Background: I'm in my late 20's and healthy. I have a 9 yo dd (first time I ever threw caution to the wind) and had a miscarriage about 6 years ago (2 month of trying) in my previous marriage. I was an egg donor in 04, 05, and 07.

We found out last August that DH cannot have children. His sperm act very erratic and arrest before maturing. From my research, Chinese Medicine can't help this condition.

So, we've decided to proceed with donor sperm and an IUI.

What if anything should I do to prepare? I thought about starting royal jelly, bee pollan, and acupuncture. Then there's always algae, green/white tea, and Q 10. Should I just do one IUI and if it doesn't work then start or should I ramp up now for best results.

Advise me please.

Thank you!


----------



## Snapdragon (Aug 30, 2007)

Hi- I don't know about preparation but I am in a similar situation.
My dh has azoospermia- no sperm in the semen. We found out in Nov- then went to a top doctor for him last week.
First he said it was likely a blockage and we had a surgery scheduled next week to fix it.
Then today we got bloodwork back and his chromosomes are translocated-
so that means in the wrong places( 2 of them) and unbalanced.

I looked this up and it is a high risk of abnormalities in the offspring if we are able to even conceive.

So we are going for donor sperm.

We have someone in mind we want to ask-
we just found out about the chromosomes today.

He has a 2nd cousin who we want to ask to be a known donor.

But we will try at home insemination,

Why will you do IUI just cause of donor sperm?


----------



## Snapdragon (Aug 30, 2007)

Also, if you are healthy, I have heard that at home insemination ( or any kind- if you feel more comfortable at the doctors) has a high success rate. I think the only thing to do is chart your cycles to know when you ovulate.

Are you using known or unknown donor sperm?

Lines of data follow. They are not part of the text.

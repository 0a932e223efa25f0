//! # Physical memory
//!
//! Everything below the page tables:
//!
//! ```text
//! ┌──────────────────────────────────────────────┐
//! │ FrameAllocator                               │
//! │  • per-zone bitmaps behind a ticket lock     │
//! │  • allocate / allocate_zeroed / release      │
//! └───────────────┬──────────────────────────────┘
//!                 │ hands out
//! ┌───────────────▼──────────────────────────────┐
//! │ PhysicalFrame (Arc-counted, Eq by address)   │
//! └───────────────┬──────────────────────────────┘
//!                 │ accessed through
//! ┌───────────────▼──────────────────────────────┐
//! │ PhysMapper → TemporaryMapping                │
//! │  • HHDM in the kernel, RamArena when hosted  │
//! └──────────────────────────────────────────────┘
//! ```
//!
//! ```rust
//! use std::sync::Arc;
//! use kernel_alloc::{FrameAllocator, RamArena};
//! use kernel_memory_addresses::PhysicalAddress;
//!
//! let base = PhysicalAddress::new(0x10_0000);
//! let frames = Arc::new(FrameAllocator::new(Arc::new(RamArena::new(base, 16))));
//! frames.add_usable_range(base, 16);
//!
//! let frame = frames.allocate_zeroed().unwrap();
//! assert!(frames.map_temporary(&frame).as_bytes().iter().all(|&b| b == 0));
//! drop(frame);
//! assert_eq!(frames.stats().free, 16);
//! ```

#![cfg_attr(not(any(test, doctest)), no_std)]

extern crate alloc;

mod frame;
mod frame_alloc;
mod phys_mapper;
mod ram_arena;
mod temporary;

pub use frame::PhysicalFrame;
pub use frame_alloc::{FrameAllocator, FrameStats, OutOfMemory};
pub use phys_mapper::{HhdmPhysMapper, PhysMapper};
pub use ram_arena::RamArena;
pub use temporary::TemporaryMapping;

How are you emotionally with all this?


----------



## sac50834 (Jan 14, 2009)

DH is uncomfortable with home insemination. Since I'd have to pay the RE not matter what, I might as well go with an IUI as the success rates are a bit higher than ICI. He would do it if I insisted but it gets older dragging him to different conclusions.

I think I'll start a new thread regarding the supplements as this thread isn't getting much attention with the current title.

Thanks and good luck!


----------